IL LIBRO. I calabresi all’Assemblea Costituente e la politica di oggi

IL LIBRO. I calabresi all’Assemblea Costituente e la politica di oggi

costituenti

Un poderoso volume di 534 pagine, curato da Vittorio Cappelli e Paolo Palma ed edito da Rubbettino, ci consegna oggi, sul finire del 2020, biografie e discorsi dei calabresi all’Assemblea Costituente 1946-1948.

Ovviamente è un caso il momento dell’uscita del volume, che presenta uno straordinario spaccato della Calabria del tempo e c’informa sulle poderose spinte ideali e culturali che animavano i padri costituenti di ogni schieramento politico. Eppure non si fa fatica a cogliere lo straordinario distacco, non solo di epoche ma di spessore culturale e ideale rispetto al triste destino cui oggi sembriamo consegnati da un ceto politico che, nel suo complesso e fatte salve alcune eccezioni, è di tutt’altro contenuto in tutti i sensi.

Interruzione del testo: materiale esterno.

#[async_trait]
impl MailboxStore for SqliteStore {
    async fn create_bottle(&self, bottle: NewBottle) -> Result<Bottle> {
        let row = sqlx::query(&format!(
            "INSERT INTO bottles (content, sender_platform, sender_id, created_at_ms, status)
             VALUES (?, ?, ?, ?, 'active')
             RETURNING {BOTTLE_COLS}"
        ))
        .bind(&bottle.content)
        .bind(bottle.sender.platform.as_str())
        .bind(&bottle.sender.user_id)
        .bind(now_ms())
        .fetch_one(&self.pool)
        .await?;
        bottle_from_row(&row)
    }

    async fn bottle(&self, id: i64) -> Result<Option<Bottle>> {
        let row = sqlx::query(&format!("SELECT {BOTTLE_COLS} FROM bottles WHERE id = ?"))
            .bind(id)
            .fetch_optional(&self.pool)
            .await?;
        row.as_ref().map(bottle_from_row).transpose()
    }

    async fn claim_random_bottle(&self, picker: &UserRef) -> Result<Option<Bottle>> {
        let row = sqlx::query(&format!(
            "UPDATE bottles SET status = 'archived'
             WHERE status = 'active'
               AND id = (SELECT id FROM bottles
                          WHERE status = 'active'
                            AND NOT (sender_platform = ? AND sender_id = ?)
                          ORDER BY RANDOM() LIMIT 1)
             RETURNING {BOTTLE_COLS}"
        ))
        .bind(picker.platform.as_str())
        .bind(&picker.user_id)
        .fetch_optional(&self.pool)
        .await?;
        row.as_ref().map(bottle_from_row).transpose()
    }

    async fn user_bottles(&self, user: &UserRef, limit: u32) -> Result<Vec<BottleListing>> {
        let rows = sqlx::query(
            "SELECT b.id, b.content, b.sender_platform, b.sender_id, b.created_at_ms, b.status,
                    COUNT(r.id) AS reply_count,
                    MAX(r.created_at_ms) AS last_reply_ms
             FROM bottles b
             LEFT JOIN bottle_replies r ON r.bottle_id = b.id
             WHERE b.sender_platform = ? AND b.sender_id = ?
             GROUP BY b.id
             ORDER BY COALESCE(MAX(r.created_at_ms), 0) DESC, b.created_at_ms DESC
             LIMIT ?",
        )
        .bind(user.platform.as_str())
        .bind(&user.user_id)
        .bind(i64::from(limit))
        .fetch_all(&self.pool)
        .await?;

        let mut listings = Vec::with_capacity(rows.len());
        for row in &rows {
            listings.push(BottleListing {
                bottle: bottle_from_row(row)?,
                reply_count: row.get("reply_count"),
                last_reply_ms: row.get("last_reply_ms"),
            });
        }
        Ok(listings)
    }

    async fn create_reply(&self, reply: NewReply) -> Result<BottleReply> {
        if self.bottle(reply.bottle_id).await?.is_none() {
            return Err(Error::not_found("bottle", reply.bottle_id));
        }
        let row = sqlx::query(
            "INSERT INTO bottle_replies (bottle_id, content, sender_platform, sender_id, created_at_ms)
             VALUES (?, ?, ?, ?, ?)
             RETURNING id, bottle_id, content, sender_platform, sender_id, created_at_ms",
        )
        .bind(reply.bottle_id)
        .bind(&reply.content)
        .bind(reply.author.platform.as_str())
        .bind(&reply.author.user_id)
        .bind(now_ms())
        .fetch_one(&self.pool)
        .await?;
        reply_from_row(&row)
    }

    async fn replies(&self, bottle_id: i64) -> Result<Vec<BottleReply>> {
        let rows = sqlx::query(
            "SELECT id, bottle_id, content, sender_platform, sender_id, created_at_ms
             FROM bottle_replies WHERE bottle_id = ? ORDER BY created_at_ms, id",
        )
        .bind(bottle_id)
        .fetch_all(&self.pool)
        .await?;
        rows.iter().map(reply_from_row).collect()
    }

    async fn increment_stat(&self, user: &UserRef, field: StatField) -> Result<()> {
        let (sent, received, replies) = match field {
            StatField::BottlesSent => (1, 0, 0),
            StatField::BottlesReceived => (0, 1, 0),
            StatField::RepliesSent => (0, 0, 1),
        };
        sqlx::query(
            "INSERT INTO user_stats
                 (platform, user_id, bottles_sent, bottles_received, replies_sent, last_activity_ms)
             VALUES (?, ?, ?, ?, ?, ?)
             ON CONFLICT (platform, user_id) DO UPDATE SET
                 bottles_sent     = bottles_sent + excluded.bottles_sent,
                 bottles_received = bottles_received + excluded.bottles_received,
                 replies_sent     = replies_sent + excluded.replies_sent,
                 last_activity_ms = excluded.last_activity_ms",
        )
        .bind(user.platform.as_str())
        .bind(&user.user_id)
        .bind(sent)
        .bind(received)
        .bind(replies)
        .bind(now_ms())
        .execute(&self.pool)
        .await?;
        Ok(())
    }

    async fn user_stats(&self, user: &UserRef) -> Result<Option<UserStats>> {
        let row = sqlx::query(
            "SELECT platform, user_id, bottles_sent, bottles_received, replies_sent,
                    last_activity_ms
             FROM user_stats WHERE platform = ? AND user_id = ?",
        )
        .bind(user.platform.as_str())
        .bind(&user.user_id)
        .fetch_optional(&self.pool)
        .await?;

        row.map(|row| {
            Ok(UserStats {
                user: UserRef {
                    platform: platform_col(&row, "platform")?,
                    user_id: row.get("user_id"),
                },
                bottles_sent: row.get("bottles_sent"),
                bottles_received: row.get("bottles_received"),
                replies_sent: row.get("replies_sent"),
                last_activity_ms: row.get("last_activity_ms"),
            })
        })
        .transpose()
    }

    async fn watermark(&self, platform: PlatformId) -> Result<Option<i64>> {
        let row = sqlx::query("SELECT last_processed_ms FROM watermarks WHERE platform = ?")
            .bind(platform.as_str())
            .fetch_optional(&self.pool)
            .await?;
        Ok(row.map(|r| r.get("last_processed_ms")))
    }

    async fn set_watermark(&self, platform: PlatformId, last_processed_ms: i64) -> Result<()> {
        sqlx::query(
            "INSERT INTO watermarks (platform, last_processed_ms) VALUES (?, ?)
             ON CONFLICT (platform) DO UPDATE SET last_processed_ms = excluded.last_processed_ms",
        )
        .bind(platform.as_str())
        .bind(last_processed_ms)
        .execute(&self.pool)
        .await?;
        Ok(())
    }

    async fn create_message(&self, message: NewMessage) -> Result<MessageRecord> {
        let row = sqlx::query(&format!(
            "INSERT INTO messages
                 (source_platform, source_id, source_user, target_platform, content,
                  created_at_ms, status)
             VALUES (?, ?, ?, ?, ?, ?, 'pending')
             RETURNING {MESSAGE_COLS}"
        ))
        .bind(message.source.platform.as_str())
        .bind(&message.source.user_id)
        .bind(&message.source_user)
        .bind(message.target_platform.as_str())
        .bind(&message.content)
        .bind(now_ms())
        .fetch_one(&self.pool)
        .await?;
        message_from_row(&row)
    }

    async fn mark_message_sent(&self, id: i64, target_id: &str) -> Result<MessageRecord> {
        let row = sqlx::query(&format!(
            "UPDATE messages SET status = 'sent', target_id = ? WHERE id = ?
             RETURNING {MESSAGE_COLS}"
        ))
        .bind(target_id)
        .bind(id)
        .fetch_optional(&self.pool)
        .await?
        .ok_or(Error::not_found("message", id))?;
        message_from_row(&row)
    }

    async fn mark_message_failed(&self, id: i64, error: &str) -> Result<MessageRecord> {
        let row = sqlx::query(&format!(
            "UPDATE messages SET status = 'failed', error = ? WHERE id = ?
             RETURNING {MESSAGE_COLS}"
        ))
        .bind(error)
        .bind(id)
        .fetch_optional(&self.pool)
        .await?
        .ok_or(Error::not_found("message", id))?;
        message_from_row(&row)
    }

    async fn messages(&self, limit: u32) -> Result<Vec<MessageRecord>> {
        let rows = sqlx::query(&format!(
            "SELECT {MESSAGE_COLS} FROM messages ORDER BY created_at_ms DESC, id DESC LIMIT ?"
        ))
        .bind(i64::from(limit))
        .fetch_all(&self.pool)
        .await?;
        rows.iter().map(message_from_row).collect()
    }

    async fn log_command(&self, user: &UserRef, raw_text: &str) -> Result<()> {
        sqlx::query(
            "INSERT INTO command_log (platform, user_id, raw_text, created_at_ms)
             VALUES (?, ?, ?, ?)",
        )
        .bind(user.platform.as_str())
        .bind(&user.user_id)
        .bind(raw_text)
        .bind(now_ms())
        .execute(&self.pool)
        .await?;
        Ok(())
    }

    async fn command_log(&self, limit: u32) -> Result<Vec<CommandLogEntry>> {
        let rows = sqlx::query(
            "SELECT id, platform, user_id, raw_text, created_at_ms
             FROM command_log ORDER BY id DESC LIMIT ?",
        )
        .bind(i64::from(limit))
        .fetch_all(&self.pool)
        .await?;

        let mut entries = Vec::with_capacity(rows.len());
        for row in &rows {
            entries.push(CommandLogEntry {
                id: row.get("id"),
                user: UserRef {
                    platform: platform_col(row, "platform")?,
                    user_id: row.get("user_id"),
                },
                raw_text: row.get("raw_text"),
                created_at_ms: row.get("created_at_ms"),
            });
        }
        Ok(entries)
    }

    async fn response_template(&self, platform: PlatformId, kind: &str) -> Result<Option<String>> {
        let row =
            sqlx::query("SELECT message FROM response_templates WHERE platform = ? AND kind = ?")
                .bind(platform.as_str())
                .bind(kind)
                .fetch_optional(&self.pool)
                .await?;
        Ok(row.map(|r| r.get("message")))
    }

    async fn set_response_template(
        &self,
        platform: PlatformId,
        kind: &str,
        message: &str,
    ) -> Result<()> {
        sqlx::query(
            "INSERT INTO response_templates (platform, kind, message, updated_at_ms)
             VALUES (?, ?, ?, ?)
             ON CONFLICT (platform, kind) DO UPDATE SET
                 message = excluded.message, updated_at_ms = excluded.updated_at_ms",
        )
        .bind(platform.as_str())
        .bind(kind)
        .bind(message)
        .bind(now_ms())
        .execute(&self.pool)
        .await?;
        Ok(())
    }

    async fn bottle_counts(&self) -> Result<BottleCounts> {
        let row = sqlx::query(
            "SELECT
                 (SELECT COUNT(*) FROM bottles WHERE status = 'active')   AS active,
                 (SELECT COUNT(*) FROM bottles WHERE status = 'archived') AS archived,
                 (SELECT COUNT(*) FROM bottle_replies)                    AS total_replies",
        )
        .fetch_one(&self.pool)
        .await?;
        Ok(BottleCounts {
            active: row.get("active"),
            archived: row.get("archived"),
            total_replies: row.get("total_replies"),
        })
    }
}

  Allora ricordiamoli questi nostri padri costituenti calabresi per segnalare che c’era anche la Calabria in quel poderoso sforzo di ricostruzione politica e morale di un Paese uscito distrutto dalla guerra. Nel libro di Cappelli e Palma esce fuori lo straordinario spaccato della nostra regione in quel tempo, con le sue mulattiere e i suoi tuguri, le condizioni di vita primitive della povera gente, i signori del latifondo, l’occupazione delle terre, i tumulti per il pane.   E poi ancora malaria, tubercolosi, ferrovie insicure, treni fatiscenti, reti idriche ed elettriche carenti. Una umanità dolente, banco di prova della nuova democrazia repubblicana che nasceva allora.

  Ricordiamoli i nomi dei nostri: Capua, Caroleo, Carratelli, Cassiani, Froggio, Galati, Gullo, Lucifero, Mancini, Mazzei, Molè, Mortati, Murdaca, Musolino, Priolo, A. Quintieri, Q. Quintieri, Sardilli, Siles, Silipo, Tieri, Tripepi, Turco, Vilardi.

  Alcuni noti, altri meno ma tutti consapevoli che stavano tracciando una strada, una grande strada per la nostra democrazia. Oggi forse farebbe bene a tutti leggere le biografie contenute nel libro di Cappelli e Palma, magari per trarne ispirazione per tempi migliori che nella nostra Calabria dopo oltre 70 anni da quello sforzo titanico ancora aspettano di arrivare.